- **Problem**
For each line in the records that contains "else", make a copy.

Stored items:
────────────────────────────────────────

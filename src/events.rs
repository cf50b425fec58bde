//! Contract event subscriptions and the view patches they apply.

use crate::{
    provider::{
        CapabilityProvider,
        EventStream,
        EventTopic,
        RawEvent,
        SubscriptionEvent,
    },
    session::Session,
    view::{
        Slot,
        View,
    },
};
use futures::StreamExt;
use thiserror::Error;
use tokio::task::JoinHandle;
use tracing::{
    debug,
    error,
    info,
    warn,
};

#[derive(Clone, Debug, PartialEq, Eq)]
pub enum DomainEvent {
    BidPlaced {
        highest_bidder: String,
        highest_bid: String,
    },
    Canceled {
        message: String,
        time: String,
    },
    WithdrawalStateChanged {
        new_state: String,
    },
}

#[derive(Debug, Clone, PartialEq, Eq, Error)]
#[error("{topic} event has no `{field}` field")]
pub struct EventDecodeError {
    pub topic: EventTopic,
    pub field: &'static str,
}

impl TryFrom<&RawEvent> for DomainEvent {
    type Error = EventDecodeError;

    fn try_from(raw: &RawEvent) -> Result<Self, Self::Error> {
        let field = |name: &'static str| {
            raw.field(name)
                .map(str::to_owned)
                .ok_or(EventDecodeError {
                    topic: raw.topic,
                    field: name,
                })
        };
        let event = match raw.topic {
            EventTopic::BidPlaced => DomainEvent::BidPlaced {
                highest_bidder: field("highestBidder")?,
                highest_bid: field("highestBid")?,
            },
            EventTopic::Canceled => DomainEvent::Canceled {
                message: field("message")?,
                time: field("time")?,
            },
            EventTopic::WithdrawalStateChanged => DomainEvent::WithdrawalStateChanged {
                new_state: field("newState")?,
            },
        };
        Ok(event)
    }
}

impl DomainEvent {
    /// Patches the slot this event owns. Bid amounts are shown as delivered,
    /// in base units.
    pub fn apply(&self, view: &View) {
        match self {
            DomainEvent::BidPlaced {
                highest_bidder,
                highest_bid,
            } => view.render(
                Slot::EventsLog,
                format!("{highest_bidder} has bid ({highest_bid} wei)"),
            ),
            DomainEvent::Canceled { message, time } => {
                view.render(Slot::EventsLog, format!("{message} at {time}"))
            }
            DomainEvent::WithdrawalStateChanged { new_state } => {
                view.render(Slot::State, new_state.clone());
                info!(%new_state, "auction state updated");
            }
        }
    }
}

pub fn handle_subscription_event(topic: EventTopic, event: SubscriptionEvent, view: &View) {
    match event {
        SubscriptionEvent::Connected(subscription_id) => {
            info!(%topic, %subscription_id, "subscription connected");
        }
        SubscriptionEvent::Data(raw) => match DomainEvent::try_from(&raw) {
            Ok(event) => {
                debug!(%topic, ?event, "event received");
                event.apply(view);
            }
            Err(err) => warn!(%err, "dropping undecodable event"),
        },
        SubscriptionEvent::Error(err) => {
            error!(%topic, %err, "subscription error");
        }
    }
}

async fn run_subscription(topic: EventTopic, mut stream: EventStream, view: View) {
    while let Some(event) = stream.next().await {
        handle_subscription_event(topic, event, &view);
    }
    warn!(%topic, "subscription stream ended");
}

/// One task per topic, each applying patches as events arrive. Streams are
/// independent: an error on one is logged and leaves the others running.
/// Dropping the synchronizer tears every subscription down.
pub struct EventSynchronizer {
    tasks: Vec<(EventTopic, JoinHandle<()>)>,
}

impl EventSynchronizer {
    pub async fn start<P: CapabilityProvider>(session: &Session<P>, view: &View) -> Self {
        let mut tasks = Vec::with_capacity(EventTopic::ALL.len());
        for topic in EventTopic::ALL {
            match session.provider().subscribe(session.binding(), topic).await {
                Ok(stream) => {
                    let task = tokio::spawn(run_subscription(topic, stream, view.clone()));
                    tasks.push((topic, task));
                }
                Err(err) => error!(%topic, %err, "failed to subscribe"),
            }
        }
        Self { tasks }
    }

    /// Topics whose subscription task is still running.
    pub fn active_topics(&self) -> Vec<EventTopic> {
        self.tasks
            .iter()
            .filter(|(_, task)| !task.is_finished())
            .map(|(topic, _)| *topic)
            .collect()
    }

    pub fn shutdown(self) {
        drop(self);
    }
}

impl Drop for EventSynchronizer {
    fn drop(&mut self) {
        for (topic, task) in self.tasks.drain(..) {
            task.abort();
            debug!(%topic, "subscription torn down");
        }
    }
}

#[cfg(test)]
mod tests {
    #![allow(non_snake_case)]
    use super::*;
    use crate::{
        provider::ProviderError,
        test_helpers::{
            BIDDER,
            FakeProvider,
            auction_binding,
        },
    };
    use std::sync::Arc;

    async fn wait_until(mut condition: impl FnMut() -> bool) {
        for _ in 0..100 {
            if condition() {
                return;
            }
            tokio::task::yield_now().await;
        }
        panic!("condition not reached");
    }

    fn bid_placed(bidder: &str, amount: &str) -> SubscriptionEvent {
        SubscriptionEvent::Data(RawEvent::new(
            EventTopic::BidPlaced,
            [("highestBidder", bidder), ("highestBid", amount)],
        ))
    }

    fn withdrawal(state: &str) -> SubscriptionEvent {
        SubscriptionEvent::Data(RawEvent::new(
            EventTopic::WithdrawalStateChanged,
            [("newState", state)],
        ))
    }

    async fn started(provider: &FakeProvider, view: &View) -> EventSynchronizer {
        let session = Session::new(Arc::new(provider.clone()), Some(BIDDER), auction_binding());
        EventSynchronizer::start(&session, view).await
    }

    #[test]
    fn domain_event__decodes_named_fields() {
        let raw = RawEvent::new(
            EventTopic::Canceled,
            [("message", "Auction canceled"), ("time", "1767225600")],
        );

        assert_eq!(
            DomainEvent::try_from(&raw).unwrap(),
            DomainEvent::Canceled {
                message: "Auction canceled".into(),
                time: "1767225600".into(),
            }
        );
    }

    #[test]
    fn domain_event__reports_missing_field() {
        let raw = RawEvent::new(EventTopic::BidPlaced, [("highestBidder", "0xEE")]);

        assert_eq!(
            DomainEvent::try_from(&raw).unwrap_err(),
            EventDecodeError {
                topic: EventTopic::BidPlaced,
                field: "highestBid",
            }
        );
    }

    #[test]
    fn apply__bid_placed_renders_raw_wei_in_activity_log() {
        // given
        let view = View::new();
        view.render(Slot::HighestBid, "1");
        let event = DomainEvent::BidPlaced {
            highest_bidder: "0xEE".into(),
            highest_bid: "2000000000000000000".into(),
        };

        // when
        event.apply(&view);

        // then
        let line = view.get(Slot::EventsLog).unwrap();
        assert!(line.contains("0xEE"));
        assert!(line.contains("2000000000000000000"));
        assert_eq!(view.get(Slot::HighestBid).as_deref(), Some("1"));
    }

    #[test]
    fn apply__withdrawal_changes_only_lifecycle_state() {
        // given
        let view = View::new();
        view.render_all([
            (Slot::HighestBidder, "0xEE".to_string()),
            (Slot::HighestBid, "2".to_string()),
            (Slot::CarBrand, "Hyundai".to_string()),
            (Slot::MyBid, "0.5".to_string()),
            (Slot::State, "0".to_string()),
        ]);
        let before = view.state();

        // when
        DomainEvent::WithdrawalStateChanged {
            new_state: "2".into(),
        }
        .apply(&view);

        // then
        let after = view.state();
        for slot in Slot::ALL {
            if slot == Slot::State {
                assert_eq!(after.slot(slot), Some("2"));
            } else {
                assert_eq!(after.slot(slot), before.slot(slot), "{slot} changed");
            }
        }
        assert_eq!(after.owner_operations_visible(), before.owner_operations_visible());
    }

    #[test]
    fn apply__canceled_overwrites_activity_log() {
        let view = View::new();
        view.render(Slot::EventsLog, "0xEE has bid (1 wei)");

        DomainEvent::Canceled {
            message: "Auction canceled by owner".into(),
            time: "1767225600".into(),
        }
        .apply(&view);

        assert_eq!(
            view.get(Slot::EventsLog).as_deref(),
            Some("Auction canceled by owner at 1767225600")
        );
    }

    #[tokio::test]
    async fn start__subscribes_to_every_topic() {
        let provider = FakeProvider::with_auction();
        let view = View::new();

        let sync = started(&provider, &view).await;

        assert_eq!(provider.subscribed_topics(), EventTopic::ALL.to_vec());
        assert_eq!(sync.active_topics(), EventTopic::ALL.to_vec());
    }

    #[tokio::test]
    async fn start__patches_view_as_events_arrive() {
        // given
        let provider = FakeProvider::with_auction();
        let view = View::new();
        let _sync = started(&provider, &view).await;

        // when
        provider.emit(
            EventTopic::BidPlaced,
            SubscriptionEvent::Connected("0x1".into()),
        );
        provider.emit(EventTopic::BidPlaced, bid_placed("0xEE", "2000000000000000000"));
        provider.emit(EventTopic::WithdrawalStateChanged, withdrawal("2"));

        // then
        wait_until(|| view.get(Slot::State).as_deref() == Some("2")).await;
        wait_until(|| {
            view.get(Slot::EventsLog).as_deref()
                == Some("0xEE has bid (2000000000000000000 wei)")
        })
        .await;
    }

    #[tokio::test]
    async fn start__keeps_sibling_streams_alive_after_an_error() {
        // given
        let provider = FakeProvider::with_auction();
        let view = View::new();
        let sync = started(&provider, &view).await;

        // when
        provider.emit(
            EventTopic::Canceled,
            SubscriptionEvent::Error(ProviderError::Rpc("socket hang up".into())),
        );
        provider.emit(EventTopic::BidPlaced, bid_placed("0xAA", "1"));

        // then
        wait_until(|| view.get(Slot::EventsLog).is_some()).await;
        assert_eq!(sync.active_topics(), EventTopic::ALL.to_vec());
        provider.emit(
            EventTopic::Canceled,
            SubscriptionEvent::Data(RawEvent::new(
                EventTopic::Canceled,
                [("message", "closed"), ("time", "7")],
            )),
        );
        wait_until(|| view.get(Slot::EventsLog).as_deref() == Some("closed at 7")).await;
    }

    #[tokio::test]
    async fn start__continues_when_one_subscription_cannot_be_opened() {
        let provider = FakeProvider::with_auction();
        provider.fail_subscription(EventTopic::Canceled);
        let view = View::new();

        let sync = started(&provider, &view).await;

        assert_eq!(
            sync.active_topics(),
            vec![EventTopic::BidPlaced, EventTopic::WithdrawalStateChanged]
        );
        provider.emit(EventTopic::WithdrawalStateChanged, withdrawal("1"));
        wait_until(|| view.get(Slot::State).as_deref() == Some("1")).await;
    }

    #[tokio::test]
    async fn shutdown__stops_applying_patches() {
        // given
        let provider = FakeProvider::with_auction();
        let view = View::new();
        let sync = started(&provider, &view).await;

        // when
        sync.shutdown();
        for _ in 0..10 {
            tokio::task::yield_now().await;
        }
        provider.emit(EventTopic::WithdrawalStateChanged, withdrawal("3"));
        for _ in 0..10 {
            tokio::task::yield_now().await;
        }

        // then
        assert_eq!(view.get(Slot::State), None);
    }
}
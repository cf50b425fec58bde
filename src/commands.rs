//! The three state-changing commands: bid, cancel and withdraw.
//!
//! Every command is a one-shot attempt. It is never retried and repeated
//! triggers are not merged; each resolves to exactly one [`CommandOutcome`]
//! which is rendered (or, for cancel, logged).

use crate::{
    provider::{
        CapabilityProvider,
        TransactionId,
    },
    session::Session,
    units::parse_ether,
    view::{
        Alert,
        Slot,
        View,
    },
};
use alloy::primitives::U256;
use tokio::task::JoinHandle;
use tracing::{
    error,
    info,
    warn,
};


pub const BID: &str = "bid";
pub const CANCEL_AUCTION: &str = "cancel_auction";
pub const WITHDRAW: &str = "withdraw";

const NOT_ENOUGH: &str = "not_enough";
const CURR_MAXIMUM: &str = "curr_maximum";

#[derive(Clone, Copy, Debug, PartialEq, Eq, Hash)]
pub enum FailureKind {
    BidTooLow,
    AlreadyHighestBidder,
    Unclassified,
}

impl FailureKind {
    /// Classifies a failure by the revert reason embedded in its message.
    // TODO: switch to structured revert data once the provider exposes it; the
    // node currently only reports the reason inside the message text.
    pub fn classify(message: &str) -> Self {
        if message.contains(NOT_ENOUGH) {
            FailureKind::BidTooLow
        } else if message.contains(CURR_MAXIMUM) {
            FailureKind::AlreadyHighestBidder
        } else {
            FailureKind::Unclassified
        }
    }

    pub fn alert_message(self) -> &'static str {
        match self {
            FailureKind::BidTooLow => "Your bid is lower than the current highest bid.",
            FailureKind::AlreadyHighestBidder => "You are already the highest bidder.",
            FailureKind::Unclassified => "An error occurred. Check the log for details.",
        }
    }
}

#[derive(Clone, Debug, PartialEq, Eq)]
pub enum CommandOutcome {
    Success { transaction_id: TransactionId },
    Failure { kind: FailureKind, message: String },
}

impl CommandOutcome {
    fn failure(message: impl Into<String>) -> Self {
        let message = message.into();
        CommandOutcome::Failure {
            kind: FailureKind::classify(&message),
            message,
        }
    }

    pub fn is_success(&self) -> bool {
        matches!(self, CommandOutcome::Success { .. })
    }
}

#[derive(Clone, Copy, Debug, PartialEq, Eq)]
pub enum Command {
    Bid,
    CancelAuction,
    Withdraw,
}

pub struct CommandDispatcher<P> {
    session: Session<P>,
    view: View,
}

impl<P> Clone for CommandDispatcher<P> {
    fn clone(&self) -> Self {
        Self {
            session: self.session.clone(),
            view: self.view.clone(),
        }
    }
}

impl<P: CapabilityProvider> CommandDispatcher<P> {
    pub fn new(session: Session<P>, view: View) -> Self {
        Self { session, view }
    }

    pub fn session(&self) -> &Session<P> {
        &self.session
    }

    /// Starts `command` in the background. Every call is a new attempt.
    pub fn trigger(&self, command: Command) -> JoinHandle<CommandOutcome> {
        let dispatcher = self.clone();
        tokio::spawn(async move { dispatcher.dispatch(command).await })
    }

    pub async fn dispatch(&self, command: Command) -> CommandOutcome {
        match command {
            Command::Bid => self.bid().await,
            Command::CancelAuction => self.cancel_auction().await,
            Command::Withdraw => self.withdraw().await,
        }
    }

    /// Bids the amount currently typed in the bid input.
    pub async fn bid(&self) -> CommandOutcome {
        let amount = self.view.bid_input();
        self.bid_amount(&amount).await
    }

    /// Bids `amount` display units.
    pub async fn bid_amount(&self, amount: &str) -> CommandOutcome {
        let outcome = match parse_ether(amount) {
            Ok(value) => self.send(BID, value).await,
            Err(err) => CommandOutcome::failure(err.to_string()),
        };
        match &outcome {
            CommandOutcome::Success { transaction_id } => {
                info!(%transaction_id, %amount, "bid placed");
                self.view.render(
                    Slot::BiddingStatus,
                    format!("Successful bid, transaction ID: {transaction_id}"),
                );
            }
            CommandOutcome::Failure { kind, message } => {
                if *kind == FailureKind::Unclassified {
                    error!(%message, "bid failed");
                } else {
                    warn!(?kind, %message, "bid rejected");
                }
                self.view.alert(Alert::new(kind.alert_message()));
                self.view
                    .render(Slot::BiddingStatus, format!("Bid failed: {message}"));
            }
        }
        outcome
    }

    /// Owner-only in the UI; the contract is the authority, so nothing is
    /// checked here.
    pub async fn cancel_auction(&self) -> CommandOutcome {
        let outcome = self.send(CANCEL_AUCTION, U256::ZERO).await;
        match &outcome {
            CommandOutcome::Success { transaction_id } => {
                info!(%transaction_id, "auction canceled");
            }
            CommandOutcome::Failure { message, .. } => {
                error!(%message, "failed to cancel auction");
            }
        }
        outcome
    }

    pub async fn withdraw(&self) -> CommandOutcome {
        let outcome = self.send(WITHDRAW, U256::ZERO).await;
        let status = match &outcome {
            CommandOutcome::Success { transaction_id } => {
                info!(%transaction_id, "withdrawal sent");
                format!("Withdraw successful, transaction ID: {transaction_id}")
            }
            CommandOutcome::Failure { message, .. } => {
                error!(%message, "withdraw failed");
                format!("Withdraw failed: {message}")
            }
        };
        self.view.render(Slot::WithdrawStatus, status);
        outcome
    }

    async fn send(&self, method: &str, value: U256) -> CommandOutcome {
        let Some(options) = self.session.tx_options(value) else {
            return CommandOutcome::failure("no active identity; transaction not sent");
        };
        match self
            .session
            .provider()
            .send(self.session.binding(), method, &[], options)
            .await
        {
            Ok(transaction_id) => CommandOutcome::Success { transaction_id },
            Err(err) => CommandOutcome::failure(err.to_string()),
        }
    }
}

────────────────────────────────────────

- **Exercise result**
            } else {
        } else if message.contains(CURR_MAXIMUM) {
        } else {
                } else {
        let Some(options) = self.session.tx_options(value) else {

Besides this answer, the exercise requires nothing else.